WHAT YOU SHOULD DO: Only lines that contain the string "main" should be returned from the material below.
____________
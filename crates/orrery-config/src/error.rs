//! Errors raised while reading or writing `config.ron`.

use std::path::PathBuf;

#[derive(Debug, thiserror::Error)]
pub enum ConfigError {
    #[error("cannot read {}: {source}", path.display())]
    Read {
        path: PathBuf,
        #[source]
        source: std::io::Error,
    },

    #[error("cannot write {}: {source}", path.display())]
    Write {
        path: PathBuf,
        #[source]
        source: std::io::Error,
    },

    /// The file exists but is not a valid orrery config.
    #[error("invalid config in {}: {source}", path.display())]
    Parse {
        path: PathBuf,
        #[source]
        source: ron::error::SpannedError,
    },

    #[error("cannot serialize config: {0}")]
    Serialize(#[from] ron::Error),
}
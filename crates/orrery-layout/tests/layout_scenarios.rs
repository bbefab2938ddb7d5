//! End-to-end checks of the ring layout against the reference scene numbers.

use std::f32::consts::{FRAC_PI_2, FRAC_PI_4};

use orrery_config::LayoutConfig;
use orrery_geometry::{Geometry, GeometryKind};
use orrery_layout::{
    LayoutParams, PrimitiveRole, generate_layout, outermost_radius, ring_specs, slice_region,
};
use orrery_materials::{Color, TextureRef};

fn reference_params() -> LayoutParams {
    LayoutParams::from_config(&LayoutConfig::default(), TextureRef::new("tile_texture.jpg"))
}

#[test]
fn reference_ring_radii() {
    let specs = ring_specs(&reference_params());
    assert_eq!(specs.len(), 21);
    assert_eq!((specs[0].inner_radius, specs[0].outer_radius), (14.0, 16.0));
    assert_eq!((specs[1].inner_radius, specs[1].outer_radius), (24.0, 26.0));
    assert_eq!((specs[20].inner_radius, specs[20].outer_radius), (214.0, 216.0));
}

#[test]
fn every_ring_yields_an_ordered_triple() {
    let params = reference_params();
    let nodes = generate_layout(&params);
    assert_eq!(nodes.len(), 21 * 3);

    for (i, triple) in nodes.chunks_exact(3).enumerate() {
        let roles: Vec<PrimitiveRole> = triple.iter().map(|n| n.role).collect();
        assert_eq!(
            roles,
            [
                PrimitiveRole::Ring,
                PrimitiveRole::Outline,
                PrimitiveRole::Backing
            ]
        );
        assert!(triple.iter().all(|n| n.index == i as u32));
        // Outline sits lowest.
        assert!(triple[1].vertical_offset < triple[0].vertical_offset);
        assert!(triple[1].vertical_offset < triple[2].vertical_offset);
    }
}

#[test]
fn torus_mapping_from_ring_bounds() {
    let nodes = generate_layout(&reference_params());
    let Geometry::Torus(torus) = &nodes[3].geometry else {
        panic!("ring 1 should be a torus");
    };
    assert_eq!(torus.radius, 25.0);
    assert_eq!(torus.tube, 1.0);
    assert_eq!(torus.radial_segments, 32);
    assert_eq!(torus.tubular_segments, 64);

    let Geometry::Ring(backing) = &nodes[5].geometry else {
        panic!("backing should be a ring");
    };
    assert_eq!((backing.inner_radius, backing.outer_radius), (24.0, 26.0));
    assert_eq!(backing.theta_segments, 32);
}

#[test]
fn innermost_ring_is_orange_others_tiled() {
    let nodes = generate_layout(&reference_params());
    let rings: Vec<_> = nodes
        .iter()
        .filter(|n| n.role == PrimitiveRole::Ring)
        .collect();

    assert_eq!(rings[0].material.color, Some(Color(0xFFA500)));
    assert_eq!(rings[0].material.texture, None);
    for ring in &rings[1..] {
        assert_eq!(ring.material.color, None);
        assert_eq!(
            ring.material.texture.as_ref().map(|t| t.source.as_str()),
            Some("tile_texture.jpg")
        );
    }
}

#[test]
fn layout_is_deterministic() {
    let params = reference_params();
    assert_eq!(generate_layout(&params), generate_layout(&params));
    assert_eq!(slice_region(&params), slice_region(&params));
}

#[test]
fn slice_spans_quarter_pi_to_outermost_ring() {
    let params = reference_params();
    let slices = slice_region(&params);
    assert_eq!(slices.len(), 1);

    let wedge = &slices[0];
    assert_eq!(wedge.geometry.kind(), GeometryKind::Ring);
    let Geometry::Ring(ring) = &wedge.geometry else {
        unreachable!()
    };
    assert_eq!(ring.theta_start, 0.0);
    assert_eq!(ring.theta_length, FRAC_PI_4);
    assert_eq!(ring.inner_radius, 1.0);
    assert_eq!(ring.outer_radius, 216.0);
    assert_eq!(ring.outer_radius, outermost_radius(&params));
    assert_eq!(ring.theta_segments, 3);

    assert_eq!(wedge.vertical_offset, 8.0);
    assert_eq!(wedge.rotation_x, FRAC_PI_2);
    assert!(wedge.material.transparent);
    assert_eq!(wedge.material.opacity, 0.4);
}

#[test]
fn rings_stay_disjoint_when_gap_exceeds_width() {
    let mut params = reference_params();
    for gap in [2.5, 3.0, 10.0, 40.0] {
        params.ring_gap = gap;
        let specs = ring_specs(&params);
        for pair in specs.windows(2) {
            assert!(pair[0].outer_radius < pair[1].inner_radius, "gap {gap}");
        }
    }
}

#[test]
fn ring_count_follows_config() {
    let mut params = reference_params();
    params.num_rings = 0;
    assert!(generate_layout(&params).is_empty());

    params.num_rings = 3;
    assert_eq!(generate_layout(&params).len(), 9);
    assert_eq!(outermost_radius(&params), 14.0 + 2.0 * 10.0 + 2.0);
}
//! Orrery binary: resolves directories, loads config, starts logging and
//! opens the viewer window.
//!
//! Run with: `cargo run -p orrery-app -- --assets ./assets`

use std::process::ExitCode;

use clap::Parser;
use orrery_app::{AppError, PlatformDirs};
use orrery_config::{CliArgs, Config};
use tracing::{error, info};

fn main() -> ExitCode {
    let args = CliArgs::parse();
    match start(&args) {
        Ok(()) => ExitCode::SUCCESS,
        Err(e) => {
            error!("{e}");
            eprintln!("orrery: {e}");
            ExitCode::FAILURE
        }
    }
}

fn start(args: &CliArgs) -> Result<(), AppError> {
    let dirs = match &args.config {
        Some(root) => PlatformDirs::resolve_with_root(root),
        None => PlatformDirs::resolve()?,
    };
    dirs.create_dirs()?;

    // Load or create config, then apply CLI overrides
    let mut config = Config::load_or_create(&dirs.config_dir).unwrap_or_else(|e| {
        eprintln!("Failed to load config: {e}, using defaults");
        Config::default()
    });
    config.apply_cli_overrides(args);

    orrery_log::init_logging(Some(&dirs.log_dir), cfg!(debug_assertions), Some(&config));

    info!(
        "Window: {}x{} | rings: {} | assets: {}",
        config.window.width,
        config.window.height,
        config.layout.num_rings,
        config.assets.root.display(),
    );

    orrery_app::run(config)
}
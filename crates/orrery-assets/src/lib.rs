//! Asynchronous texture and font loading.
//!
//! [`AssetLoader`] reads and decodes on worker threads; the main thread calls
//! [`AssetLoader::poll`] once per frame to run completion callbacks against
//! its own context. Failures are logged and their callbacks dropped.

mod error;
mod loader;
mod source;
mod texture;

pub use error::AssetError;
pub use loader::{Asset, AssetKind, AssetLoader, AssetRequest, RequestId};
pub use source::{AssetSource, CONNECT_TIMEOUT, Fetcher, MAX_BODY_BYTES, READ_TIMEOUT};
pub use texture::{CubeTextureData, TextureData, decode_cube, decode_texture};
____________
PROBLEM SOLUTION:
fn main() -> ExitCode {
//! [`AssetLoader`] reads and decodes on worker threads; the main thread calls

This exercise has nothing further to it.